Last but not least, standard bioinformatics tools rely on large databases of multiply aligned sequences. In computational historical linguistics, comparable resources still have to be established.

The project's activities centered on four sub-goals:

1. Collecting a highest-quality database of IPA-transcribed word lists dubbed NorthEuraLex, comprising translations of more than 1,000 concepts into more than 100 languages, mostly from Northern Eurasia. The selection of languages is designed to ensure a complete coverage of one well-studied language family, Uralic, and a representative selection of languages that either have been in contact with it or are candidates for deep shared ancestry. The database has been made freely available to the community (http://northeuralex.org). It represents the most detailed and comprehensive data collection of this type currently in existence.
2. Adapting (pairwise and multiple) sequence alignment techniques from bioinformatics to the alignment of words, i.e. of phonetic strings. This is challenging since both universal patterns of sound change and language-specific pecularities have to be taken into account. Also, the amount of data required to sufficiently train such a model is only partially available. The project developed two heuristic methods for phonetic sequence alignment. Both utilize the information content of individual segments or pairs thereof. The first method (PMI alignment, for Pointwise Mutual Information) captures universal tendencies of sound change and is applicable if the amount of data for each individual language is small. The other method (IWED alignment, for Information Weighted Edit Distance) is more suitable for long word lists (at least 500 words per language).

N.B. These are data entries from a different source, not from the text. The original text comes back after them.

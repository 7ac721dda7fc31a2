use thiserror::Error;

#[derive(Error, Debug)]
pub enum AppError {
    #[error("Config error: {0}")]
    Config(String),

    #[error(transparent)]
    Search(#[from] jagedo_match_common::Error),

    #[error("HTTP client error: {0}")]
    Http(#[from] reqwest::Error),

    #[error("JSON error: {0}")]
    JsonParse(#[from] serde_json::Error),

    #[error("IO error: {0}")]
    Io(#[from] std::io::Error),
}

pub type Result<T> = std::result::Result<T, AppError>;
pub mod header;
pub mod search_form;
pub mod search_results;
pub mod match_card;
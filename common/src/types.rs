//! 検索の型定義
//!
//! CLIとWeb(WASM)で共有される型:
//! - Query: 職種と地域の検索条件
//! - Match: バックエンドが返すマッチ候補
//! - CountyList: 地域サジェスト用の郡リスト

use serde::{Deserialize, Deserializer, Serialize};

/// 検索条件（`/match` のリクエストボディ）
#[derive(Debug, Clone, PartialEq, Eq, Serialize, Deserialize)]
#[serde(rename_all = "camelCase")]
pub struct Query {
    pub job_type: String,
    pub location: String,
}

impl Query {
    /// 入力値から検索条件を組み立てる
    ///
    /// locationはtrimされる。どちらかが空なら None
    pub fn from_inputs(job_type: &str, location: &str) -> Option<Self> {
        let location = location.trim();
        if job_type.is_empty() || location.is_empty() {
            return None;
        }
        Some(Self {
            job_type: job_type.to_string(),
            location: location.to_string(),
        })
    }
}

/// マッチ候補
///
/// 欠けているフィールドは既定値で補う（未知のフィールドは無視）
#[derive(Debug, Clone, PartialEq, Serialize, Deserialize)]
pub struct Match {
    #[serde(default)]
    pub name: String,

    #[serde(default)]
    pub county: String,

    #[serde(default)]
    pub rating: Option<f64>,

    #[serde(default, deserialize_with = "null_as_false")]
    pub available: bool,

    #[serde(default)]
    pub match_score: Option<f64>,

    #[serde(default, skip_serializing_if = "Option::is_none")]
    pub profession: Option<String>,
}

/// null は false として扱う
fn null_as_false<'de, D>(deserializer: D) -> Result<bool, D::Error>
where
    D: Deserializer<'de>,
{
    Ok(Option::<bool>::deserialize(deserializer)?.unwrap_or(false))
}

/// 郡名リスト（返却順を保持、重複排除はしない）
#[derive(Debug, Clone, Default, PartialEq, Eq, Serialize, Deserialize)]
#[serde(transparent)]
pub struct CountyList(pub Vec<String>);

/// 郡リスト取得失敗時のサジェスト
pub const DEFAULT_COUNTY: &str = "Nairobi";

impl CountyList {
    pub fn fallback() -> Self {
        Self(vec![DEFAULT_COUNTY.to_string()])
    }

    pub fn iter(&self) -> impl Iterator<Item = &str> {
        self.0.iter().map(String::as_str)
    }
}

/// 職種の選択肢 (value, label)
pub const JOB_TYPES: &[(&str, &str)] = &[
    ("plumbing", "Plumbing"),
    ("electrical", "Electrical"),
    ("carpentry", "Carpentry"),
];

#[cfg(test)]
mod tests {
    use super::*;

    #[test]
    fn test_query_from_inputs_trims_location() {
        let query = Query::from_inputs("Plumber", "  Nairobi ").unwrap();
        assert_eq!(query.job_type, "Plumber");
        assert_eq!(query.location, "Nairobi");
    }

    #[test]
    fn test_query_from_inputs_blank() {
        assert!(Query::from_inputs("", "Nairobi").is_none());
        assert!(Query::from_inputs("Plumber", "").is_none());
        assert!(Query::from_inputs("Plumber", "   ").is_none());
    }

    #[test]
    fn test_query_serialize_camel_case() {
        let query = Query::from_inputs("plumbing", "Mombasa").unwrap();
        let json = serde_json::to_string(&query).unwrap();
        assert_eq!(json, r#"{"jobType":"plumbing","location":"Mombasa"}"#);
    }

    #[test]
    fn test_match_deserialize_full() {
        let json = r#"{
            "name": "Jane Wanjiku",
            "county": "Nairobi",
            "rating": 4.5,
            "available": true,
            "match_score": 0.92,
            "profession": "Plumber"
        }"#;
        let m: Match = serde_json::from_str(json).unwrap();
        assert_eq!(m.name, "Jane Wanjiku");
        assert_eq!(m.rating, Some(4.5));
        assert_eq!(m.match_score, Some(0.92));
        assert!(m.available);
        assert_eq!(m.profession.as_deref(), Some("Plumber"));
    }

    #[test]
    fn test_match_deserialize_null_rating_and_missing_optionals() {
        let json = r#"{"name": "Otieno", "county": "Kisumu", "rating": null, "match_score": 0.4}"#;
        let m: Match = serde_json::from_str(json).unwrap();
        assert_eq!(m.rating, None);
        assert!(!m.available);
        assert_eq!(m.profession, None);
    }

    #[test]
    fn test_match_available_null_is_false() {
        let json = r#"{"name": "Otieno", "county": "Kisumu", "available": null, "match_score": 0.4}"#;
        let m: Match = serde_json::from_str(json).unwrap();
        assert!(!m.available);
    }

    #[test]
    fn test_match_backend_shape_without_county_and_score() {
        // /match が返す実際の形（id, skills, distance 付き、county と match_score なし）
        let json = r#"[
            {"id": 1, "name": "A", "skills": ["plumbing"], "rating": 4.5, "distance": 1.2, "available": true},
            {"id": 3, "name": "B", "skills": ["plumbing"], "rating": 3.0, "distance": 4.8, "available": null}
        ]"#;
        let matches: Vec<Match> = serde_json::from_str(json).unwrap();
        assert_eq!(matches.len(), 2);
        assert_eq!(matches[0].name, "A");
        assert_eq!(matches[0].county, "");
        assert_eq!(matches[0].match_score, None);
        assert_eq!(matches[0].rating, Some(4.5));
        assert!(matches[0].available);
        assert!(!matches[1].available);
    }

    #[test]
    fn test_match_malformed_is_error() {
        assert!(serde_json::from_str::<Vec<Match>>(r#"{"unexpected": true}"#).is_err());
        assert!(serde_json::from_str::<Match>(r#"{"name": 42}"#).is_err());
    }

    #[test]
    fn test_county_list_keeps_order_and_duplicates() {
        let list: CountyList = serde_json::from_str(r#"["Nairobi","Mombasa","Nairobi"]"#).unwrap();
        assert_eq!(list.iter().collect::<Vec<_>>(), vec!["Nairobi", "Mombasa", "Nairobi"]);
    }

    #[test]
    fn test_county_list_fallback() {
        assert_eq!(CountyList::fallback().0, vec!["Nairobi".to_string()]);
    }
}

3. Automatically detecting borrowing events, i.e. loanwords and their source language. We pursued two strategies in this regard. Utilizing phylogenetic inference, we performed ancestral state reconstruction of cognate classes and identify loci where homoplasies, i.e. parallel innovations are inferred. These loci are candidates for borrowing events. Simultaneously we applied the statistical technique of causal inference to detect language contact. This collection of methods discovers directed causal relationship between variable (in our case: languages), which are to be interpreted either as common ancestry or as contact. If a language is influence by more than one other language, this constituted proof of borrowings. This approach yielded surprisingly good results for various well-studied linguistic areas, such as the languages around the Baltic Sea (Finnic, Baltic, Slavic and Germanic).
4. Applying cutting-edge machine learning tools such as Deep Learning to automatically extract discrete features (aka characters) from unannotated word lists. These discrete features, sharing formal characteristics with DNA letters in bioinformatics, were used to automatically infer a World Tree of Languages, i.e. a family tree of languages covering almost 7,000 languages and dialects. It is in very good accordance with established expert classifications but has a much wider scope than what can realistically be done manually.